Supervised Fine-Tuning (SFT)
Having demonstrated that Cosmos Reason 2 can predict physical plausibility, we now apply supervised fine-tuning (SFT) using the VideoPhy-2 training set to further improve the model's performance.
Training Data Format
The fine-tuning process uses the following data structure:
- Input: Video + language instruction (from the evaluation prompt)
- Output: Physical plausibility score (1-5 scale)
Data Pre-processing
Before fine-tuning, prepare the VideoPhy-2 training dataset. From the Cosmos Reason 2 project root directory:
uv run examples/video_critic/download_videophy2_train.py \
--dataset videophysics/videophy2_train \
--split train \
--output data/videophy2_train \
--prompt_path prompts/video_reward.yaml
Arguments:
--output: Output directory for the prepared dataset (required)--dataset: HuggingFace dataset name--split: Dataset split to download (the dataset only has a "train" split)--prompt_path: Path to prompt YAML file
The script will:
- Download videos from URLs in the dataset
- Create conversations using the prompt template
- Save the dataset in HuggingFace format for training
Training Configuration
We use the following configuration optimized for 8 GPUs:
Training Configuration
[custom.dataset]
path = "../../data/videophy2_train"
[train]
seed = 42
train_batch_per_replica = 32
epoch = 10
optm_lr = 1e-6
optm_weight_decay = 0.01
optm_warmup_steps = 0.03
optm_decay_type = "cosine"
optm_grad_norm_clip = 1.0
output_dir = "../../outputs/videophy2_sft_cosmos_rl"
compile = false
[policy]
model_name_or_path = "nvidia/Cosmos-Reason2-8B"
model_max_length = 4096
[logging]
logger = ['console', 'wandb']
project_name = "cosmos_reason2_physical_plausibility"
experiment_name = "cosmos_rl/videophy2_sft"
[train.train_policy]
type = "sft"
conversation_column_name = "conversations"
mini_batch = 4
[train.ckpt]
enable_checkpoint = true
max_keep = 20
[policy.parallelism]
tp_size = 1
cp_size = 1
dp_shard_size = 8
pp_size = 1
Note: Set
dp_shard_sizeto the number of GPUs you are using. We tested on A100/H100 GPUs where the model fits in the memory of a GPU, so we only use data parallelism. If you use GPUs with less memory, you may increasetp_sizeto enable tensor parallelism.

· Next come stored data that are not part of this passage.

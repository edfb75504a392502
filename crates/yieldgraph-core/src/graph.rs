//! Item/recipe dependency graph.
//!
//! Items and recipes live in flat [`SlotMap`] arenas and refer to each other
//! only by [`ItemId`] / [`RecipeId`], so a recipe that feeds its own input
//! chain needs no special handling. The graph is assembled through a
//! [`GraphBuilder`] and frozen into a read-only [`ProductionGraph`].

use std::collections::HashMap;

use serde::{Deserialize, Serialize};
use slotmap::SlotMap;

use crate::id::{ItemId, RecipeId};
use crate::rational::Rational;

// ---------------------------------------------------------------------------
// Items
// ---------------------------------------------------------------------------

/// Physical classification of an item.
#[derive(Debug, Clone, Copy, PartialEq, Eq, Hash, Serialize, Deserialize)]
#[serde(rename_all = "snake_case")]
pub enum Phase {
    Solid,
    Fluid,
    /// Synthetic bookkeeping entity, e.g. a reactor cycle counter.
    Abstract,
}

/// A named item plus the recipes that produce and consume it.
///
/// The back-reference lists are filled by recipe registration only.
#[derive(Debug, Clone)]
pub struct Item {
    pub name: String,
    pub phase: Phase,
    recipes: Vec<RecipeId>,
    uses: Vec<RecipeId>,
}

impl Item {
    fn new(name: &str, phase: Phase) -> Self {
        Self {
            name: name.to_string(),
            phase,
            recipes: Vec::new(),
            uses: Vec::new(),
        }
    }

    /// Recipes that list this item among their products.
    pub fn recipes(&self) -> &[RecipeId] {
        &self.recipes
    }

    /// Recipes that consume this item.
    pub fn uses(&self) -> &[RecipeId] {
        &self.uses
    }
}

// ---------------------------------------------------------------------------
// Recipes
// ---------------------------------------------------------------------------

/// Quantity of an item consumed or produced by one recipe execution.
#[derive(Debug, Clone, PartialEq, Eq)]
pub struct Ingredient {
    pub amount: Rational,
    pub item: ItemId,
}

impl Ingredient {
    pub fn new(amount: Rational, item: ItemId) -> Self {
        Self { amount, item }
    }
}

/// Variant-specific recipe data.
#[derive(Debug, Clone, PartialEq, Eq)]
pub enum RecipeKind {
    Standard,
    /// Synthesized for an item with no producer; raw extraction.
    Resource,
    Mining {
        hardness: Rational,
        mining_time: Rational,
    },
}

/// A transformation rule. Shared fields plus a [`RecipeKind`] tag.
#[derive(Debug, Clone)]
pub struct Recipe {
    pub name: String,
    pub category: Option<String>,
    pub time: Rational,
    pub ingredients: Vec<Ingredient>,
    pub products: Vec<Ingredient>,
    pub kind: RecipeKind,
}

impl Recipe {
    pub fn makes_resource(&self) -> bool {
        !matches!(self.kind, RecipeKind::Standard)
    }

    /// Whether any module may be applied regardless of its limitation list.
    pub fn allows_all_modules(&self) -> bool {
        matches!(self.kind, RecipeKind::Mining { .. })
    }

    /// Per-execution amount of `item` among the products, summed over every
    /// entry that names it. `None` when the recipe does not produce `item`.
    pub fn product_amount(&self, item: ItemId) -> Option<Rational> {
        self.products
            .iter()
            .filter(|p| p.item == item)
            .map(|p| &p.amount)
            .fold(None, |total, amount| {
                Some(match total {
                    Some(total) => total + amount,
                    None => amount.clone(),
                })
            })
    }

    /// A recipe can be left unexpanded when it has inputs and none of its
    /// products is weird.
    pub fn can_ignore(&self, graph: &ProductionGraph) -> bool {
        !self.ingredients.is_empty() && !self.products.iter().any(|p| graph.is_weird(p.item))
    }
}

/// Registration input for a recipe.
#[derive(Debug, Clone)]
pub struct RecipeDef {
    pub name: String,
    pub category: Option<String>,
    pub time: Rational,
    pub ingredients: Vec<Ingredient>,
    pub products: Vec<Ingredient>,
}

impl RecipeDef {
    pub fn new(name: &str, time: Rational) -> Self {
        Self {
            name: name.to_string(),
            category: None,
            time,
            ingredients: Vec::new(),
            products: Vec::new(),
        }
    }

    pub fn category(mut self, category: &str) -> Self {
        self.category = Some(category.to_string());
        self
    }

    pub fn input(mut self, amount: Rational, item: ItemId) -> Self {
        self.ingredients.push(Ingredient::new(amount, item));
        self
    }

    pub fn output(mut self, amount: Rational, item: ItemId) -> Self {
        self.products.push(Ingredient::new(amount, item));
        self
    }
}

// ---------------------------------------------------------------------------
// Builder
// ---------------------------------------------------------------------------

/// Mutable assembly stage. Registration is the only way back-references
/// get populated.
#[derive(Debug, Default)]
pub struct GraphBuilder {
    items: SlotMap<ItemId, Item>,
    item_name_to_id: HashMap<String, ItemId>,
    recipes: SlotMap<RecipeId, Recipe>,
    recipe_name_to_id: HashMap<String, RecipeId>,
}

impl GraphBuilder {
    pub fn new() -> Self {
        Self::default()
    }

    /// Get or create an item. The phase of an existing item is left as is.
    pub fn item(&mut self, name: &str, phase: Phase) -> ItemId {
        if let Some(&id) = self.item_name_to_id.get(name) {
            return id;
        }
        let id = self.items.insert(Item::new(name, phase));
        self.item_name_to_id.insert(name.to_string(), id);
        id
    }

    pub fn item_id(&self, name: &str) -> Option<ItemId> {
        self.item_name_to_id.get(name).copied()
    }

    pub fn recipe_id(&self, name: &str) -> Option<RecipeId> {
        self.recipe_name_to_id.get(name).copied()
    }

    pub fn add_recipe(&mut self, def: RecipeDef) -> Result<RecipeId, GraphError> {
        self.register(def, RecipeKind::Standard)
    }

    /// Register an extraction recipe. Its crafting time is always zero; the
    /// rate comes from `hardness` and `mining_time`.
    pub fn add_mining_recipe(
        &mut self,
        mut def: RecipeDef,
        hardness: Rational,
        mining_time: Rational,
    ) -> Result<RecipeId, GraphError> {
        def.time = Rational::zero();
        self.register(
            def,
            RecipeKind::Mining {
                hardness,
                mining_time,
            },
        )
    }

    fn register(&mut self, def: RecipeDef, kind: RecipeKind) -> Result<RecipeId, GraphError> {
        if self.recipe_name_to_id.contains_key(&def.name) {
            return Err(GraphError::DuplicateRecipe(def.name));
        }
        for entry in def.ingredients.iter().chain(def.products.iter()) {
            let Some(item) = self.items.get(entry.item) else {
                return Err(GraphError::InvalidItemRef(def.name));
            };
            if entry.amount.is_negative() {
                return Err(GraphError::NegativeAmount {
                    recipe: def.name,
                    item: item.name.clone(),
                });
            }
        }

        let name = def.name.clone();
        let id = self.recipes.insert(Recipe {
            name: def.name,
            category: def.category,
            time: def.time,
            ingredients: def.ingredients,
            products: def.products,
            kind,
        });
        self.recipe_name_to_id.insert(name, id);

        let recipe = &self.recipes[id];
        for ing in &recipe.ingredients {
            let uses = &mut self.items[ing.item].uses;
            if !uses.contains(&id) {
                uses.push(id);
            }
        }
        for product in &recipe.products {
            let producers = &mut self.items[product.item].recipes;
            if !producers.contains(&id) {
                producers.push(id);
            }
        }
        Ok(id)
    }

    /// Freeze the graph. Every item without a producer receives a Resource
    /// recipe named after it that yields one unit in zero time.
    pub fn build(mut self) -> Result<ProductionGraph, GraphError> {
        let raw: Vec<(ItemId, String)> = self
            .items
            .iter()
            .filter(|(_, item)| item.recipes.is_empty())
            .map(|(id, item)| (id, item.name.clone()))
            .collect();
        for (id, name) in &raw {
            let def = RecipeDef::new(name, Rational::zero()).output(Rational::one(), *id);
            self.register(def, RecipeKind::Resource)?;
        }
        if !raw.is_empty() {
            tracing::debug!(count = raw.len(), "synthesized resource recipes");
        }

        Ok(ProductionGraph {
            items: self.items,
            item_name_to_id: self.item_name_to_id,
            recipes: self.recipes,
            recipe_name_to_id: self.recipe_name_to_id,
        })
    }
}

// ---------------------------------------------------------------------------
// Frozen graph
// ---------------------------------------------------------------------------

/// Read-only item/recipe graph for one calculation session.
#[derive(Debug, Clone)]
pub struct ProductionGraph {
    items: SlotMap<ItemId, Item>,
    item_name_to_id: HashMap<String, ItemId>,
    recipes: SlotMap<RecipeId, Recipe>,
    recipe_name_to_id: HashMap<String, RecipeId>,
}

impl ProductionGraph {
    pub fn item(&self, id: ItemId) -> Option<&Item> {
        self.items.get(id)
    }

    pub fn recipe(&self, id: RecipeId) -> Option<&Recipe> {
        self.recipes.get(id)
    }

    pub fn item_id(&self, name: &str) -> Option<ItemId> {
        self.item_name_to_id.get(name).copied()
    }

    pub fn recipe_id(&self, name: &str) -> Option<RecipeId> {
        self.recipe_name_to_id.get(name).copied()
    }

    /// Like [`item_id`](Self::item_id) but reports a missing name as an error.
    pub fn require_item(&self, name: &str) -> Result<ItemId, GraphError> {
        self.item_id(name)
            .ok_or_else(|| GraphError::NotFound(name.to_string()))
    }

    pub fn require_recipe(&self, name: &str) -> Result<RecipeId, GraphError> {
        self.recipe_id(name)
            .ok_or_else(|| GraphError::NotFound(name.to_string()))
    }

    pub fn items(&self) -> impl Iterator<Item = (ItemId, &Item)> {
        self.items.iter()
    }

    pub fn recipes(&self) -> impl Iterator<Item = (RecipeId, &Recipe)> {
        self.recipes.iter()
    }

    pub fn item_count(&self) -> usize {
        self.items.len()
    }

    pub fn recipe_count(&self) -> usize {
        self.recipes.len()
    }

    /// An item is weird when it has several producers, or its single
    /// producer yields more than one distinct item. Unknown ids are not weird.
    pub fn is_weird(&self, id: ItemId) -> bool {
        let Some(item) = self.items.get(id) else {
            return false;
        };
        match item.recipes.as_slice() {
            [] => false,
            [only] => self.recipes.get(*only).is_some_and(|r| {
                r.products
                    .iter()
                    .any(|p| p.item != r.products[0].item)
            }),
            _ => true,
        }
    }
}

#[derive(Debug, Clone, PartialEq, Eq, thiserror::Error)]
pub enum GraphError {
    #[error("not found: {0}")]
    NotFound(String),
    #[error("duplicate recipe: {0}")]
    DuplicateRecipe(String),
    #[error("invalid item reference in recipe {0}")]
    InvalidItemRef(String),
    #[error("negative amount of {item} in recipe {recipe}")]
    NegativeAmount { recipe: String, item: String },
}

We performed hyperparameter search across different learning rates (1e-5, 2e-7, and 1e-6) and found that 1e-6 performs best overall, which is used in the configuration file above.
Running Training
Fine-tune the model on the prepared dataset. From the Cosmos Reason 2 project root directory:
cd examples/cosmos_rl
uv run cosmos-rl --config ../video_critic/configs/videophy2_sft.toml scripts/hf_sft.py
Output:
- Checkpoints saved to
outputs/videophy2_sft/{timestamp}/safetensors/step_* - Training logs in WandB (if configured)
Evaluating Fine-tuned Checkpoints
After fine-tuning, evaluate checkpoints by running inference and then computing metrics:
- Run inference on the test set using a checkpoint. Replace
{timestamp}and{number}with the actual timestamp and step number of the checkpoint.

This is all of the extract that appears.